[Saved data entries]
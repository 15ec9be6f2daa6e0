//! Negotiating packet timestamps with a network stack and decoding the
//! control messages that carry them.
//!
//! This crate knows nothing about any particular operating system: the
//! [`TimestampingPlatform`] trait is the seam where the socket and interface
//! facilities plug in, and [`decode_bundle`] works on already parsed
//! [`AncillaryEntry`] values.
#![forbid(unsafe_code)]

mod configure;
mod control_message;
mod decode;
mod hardware;
mod interface;
mod options;
mod platform;
mod record;

pub use configure::{
    apply_socket_timestamp_options, configure_interface_hw_timestamp,
    enumerate_timestampable_interfaces, setup, setup_with_selection, ConfigError,
    InterfaceOutcome, SetupError, SetupReport,
};
pub use control_message::{
    AncillaryEntry, ErrorOrigin, ExtendedErrorMeta, TimestampEvent, TimestampTriple, Timespec,
    NO_MESSAGE,
};
pub use decode::{decode_bundle, BundleDecoder};
pub use hardware::{
    GrantDiscrepancy, HardwareTimestampGrant, HardwareTimestampRequest, RxFilter, TxType,
};
pub use interface::{
    InterfaceName, InterfaceNameParseError, InterfaceSelection, NetworkInterface,
    INTERFACE_NAME_SIZE,
};
pub use options::SocketTimestampOptions;
pub use platform::TimestampingPlatform;
pub use record::{Category, Source, TimestampRecord};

## [PROBLEM DESCRIPTION]
Each line of the data above containing the string "record" is to be copied.

## [RESPONSE TO THE TASK]
mod record;
pub use record::{Category, Source, TimestampRecord};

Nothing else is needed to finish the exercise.